__Assigned task__. Retype verbatim the lines of the listing, from the very first through the line with "let base_url = base_url.trim();".

BEGIN Record extracts

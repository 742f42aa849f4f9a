//! Profile record and store error types.

use serde::{Deserialize, Serialize};
use thiserror::Error;

/// Errors that can occur in the profile store.
#[derive(Debug, Error)]
pub enum StoreError {
    /// Bad or duplicate input (empty required field, name collision).
    #[error("Invalid profile: {0}")]
    Validation(String),
    /// No profile with the given name.
    #[error("Profile not found: {0}")]
    NotFound(String),
    /// A document that doesn't match the persisted schema.
    #[error("Malformed profile document: {0}")]
    Format(String),
    /// Filesystem failure reading or writing the config file.
    #[error("I/O error: {0}")]
    Io(#[from] std::io::Error),
}

/// A named API endpoint configuration.
///
/// Invariants are enforced at construction: `name`, `base_url` and `model`
/// are non-empty and `base_url` parses as a URL. Deserialization funnels
/// through the same checks, so an invalid record cannot exist.
#[derive(Debug, Clone, PartialEq, Eq, Serialize, Deserialize)]
#[serde(try_from = "RawProfile")]
pub struct Profile {
    /// Unique display name (e.g. "anthropic-official").
    pub name: String,
    /// API base URL (e.g. "https://api.anthropic.com").
    pub base_url: String,
    /// Model identifier sent to the endpoint (e.g. "claude-sonnet-4-20250514").
    pub model: String,
    /// API key; an empty string means "not set".
    pub api_key: String,
}

impl Profile {
    /// Create a validated profile. Inputs are trimmed.
    pub fn new(name: &str, base_url: &str, model: &str, api_key: &str) -> Result<Self, StoreError> {
        let name = name.trim();
        let base_url = base_url.trim();
        let model = model.trim();

        if name.is_empty() {
            return Err(StoreError::Validation("name must not be empty".into()));
        }
        if base_url.is_empty() {
            return Err(StoreError::Validation("base URL must not be empty".into()));
        }
        if model.is_empty() {
            return Err(StoreError::Validation("model id must not be empty".into()));
        }
        if let Err(e) = url::Url::parse(base_url) {
            return Err(StoreError::Validation(format!(
                "base URL '{}' is not a valid URL: {}",
                base_url, e
            )));
        }

        Ok(Self {
            name: name.to_string(),
            base_url: base_url.to_string(),
            model: model.to_string(),
            api_key: api_key.trim().to_string(),
        })
    }

    /// Whether an API key is set.
    pub fn has_api_key(&self) -> bool {
        !self.api_key.is_empty()
    }

    /// Masked key for display ("sk-a...f3b2"); never the full key.
    pub fn api_key_preview(&self) -> String {
        let chars: Vec<char> = self.api_key.chars().collect();
        if chars.len() <= 8 {
            return "****".to_string();
        }
        let prefix: String = chars[..4].iter().collect();
        let suffix: String = chars[chars.len() - 4..].iter().collect();
        format!("{}...{}", prefix, suffix)
    }
}

/// Wire shape of a profile entry, before invariant checks.
#[derive(Debug, Deserialize)]
struct RawProfile {
    #[serde(default)]
    name: String,
    #[serde(default)]
    base_url: String,
    #[serde(default)]
    model: String,
    #[serde(default)]
    api_key: String,
}

impl TryFrom<RawProfile> for Profile {
    type Error = StoreError;

    fn try_from(raw: RawProfile) -> Result<Self, Self::Error> {
        Profile::new(&raw.name, &raw.base_url, &raw.model, &raw.api_key)
    }
}

#[cfg(test)]
mod tests {
    use super::*;

    #[test]
    fn test_profile_new_valid() {
        let profile = Profile::new("work", "https://api.anthropic.com", "claude-sonnet-4", "sk-1")
            .unwrap();
        assert_eq!(profile.name, "work");
        assert!(profile.has_api_key());
    }

    #[test]
    fn test_profile_new_trims_input() {
        let profile = Profile::new(" work ", " https://x/ ", " m1 ", " k ").unwrap();
        assert_eq!(profile.name, "work");
        assert_eq!(profile.base_url, "https://x/");
        assert_eq!(profile.model, "m1");
        assert_eq!(profile.api_key, "k");
    }

    #[test]
    fn test_profile_new_rejects_empty_fields() {
        assert!(matches!(
            Profile::new("", "https://x/", "m1", ""),
            Err(StoreError::Validation(_))
        ));
        assert!(matches!(
            Profile::new("a", "", "m1", ""),
            Err(StoreError::Validation(_))
        ));
        assert!(matches!(
            Profile::new("a", "https://x/", "", ""),
            Err(StoreError::Validation(_))
        ));
    }

    #[test]
    fn test_profile_new_rejects_invalid_url() {
        assert!(matches!(
            Profile::new("a", "not a url", "m1", ""),
            Err(StoreError::Validation(_))
        ));
    }

    #[test]
    fn test_profile_new_allows_empty_api_key() {
        let profile = Profile::new("a", "https://x/", "m1", "").unwrap();
        assert!(!profile.has_api_key());
    }

    #[test]
    fn test_deserialize_goes_through_validation() {
        let err = serde_json::from_str::<Profile>(r#"{"name":"","base_url":"https://x/","model":"m"}"#);
        assert!(err.is_err());

        let ok: Profile =
            serde_json::from_str(r#"{"name":"a","base_url":"https://x/","model":"m"}"#).unwrap();
        assert_eq!(ok.api_key, "");
    }

    #[test]
    fn test_api_key_preview_masks() {
        let short = Profile::new("a", "https://x/", "m", "tiny").unwrap();
        assert_eq!(short.api_key_preview(), "****");

        let long = Profile::new("a", "https://x/", "m", "sk-ant-0123456789abcdef").unwrap();
        let preview = long.api_key_preview();
        assert!(preview.starts_with("sk-a"));
        assert!(preview.ends_with("cdef"));
        assert!(!preview.contains("0123456789"));
    }

    #[test]
    fn test_api_key_preview_handles_multibyte_keys() {
        let profile = Profile::new("a", "https://x/", "m", "ab🔑def🔑xyz").unwrap();
        assert_eq!(profile.api_key_preview(), "ab🔑d...🔑xyz");
    }
}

END Record extracts

__Response__.
repository 742f42aa849f4f9a
//! Profile record and store error types.

use serde::{Deserialize, Serialize};
use thiserror::Error;

/// Errors that can occur in the profile store.
#[derive(Debug, Error)]
pub enum StoreError {
    /// Bad or duplicate input (empty required field, name collision).
    #[error("Invalid profile: {0}")]
    Validation(String),
    /// No profile with the given name.
    #[error("Profile not found: {0}")]
    NotFound(String),
    /// A document that doesn't match the persisted schema.
    #[error("Malformed profile document: {0}")]
    Format(String),
    /// Filesystem failure reading or writing the config file.
    #[error("I/O error: {0}")]
    Io(#[from] std::io::Error),
}

/// A named API endpoint configuration.
///
/// Invariants are enforced at construction: `name`, `base_url` and `model`
/// are non-empty and `base_url` parses as a URL. Deserialization funnels
/// through the same checks, so an invalid record cannot exist.
#[derive(Debug, Clone, PartialEq, Eq, Serialize, Deserialize)]
#[serde(try_from = "RawProfile")]
pub struct Profile {
    /// Unique display name (e.g. "anthropic-official").
    pub name: String,
    /// API base URL (e.g. "https://api.anthropic.com").
    pub base_url: String,
    /// Model identifier sent to the endpoint (e.g. "claude-sonnet-4-20250514").
    pub model: String,
    /// API key; an empty string means "not set".
    pub api_key: String,
}

impl Profile {
    /// Create a validated profile. Inputs are trimmed.
    pub fn new(name: &str, base_url: &str, model: &str, api_key: &str) -> Result<Self, StoreError> {
        let name = name.trim();
        let base_url = base_url.trim();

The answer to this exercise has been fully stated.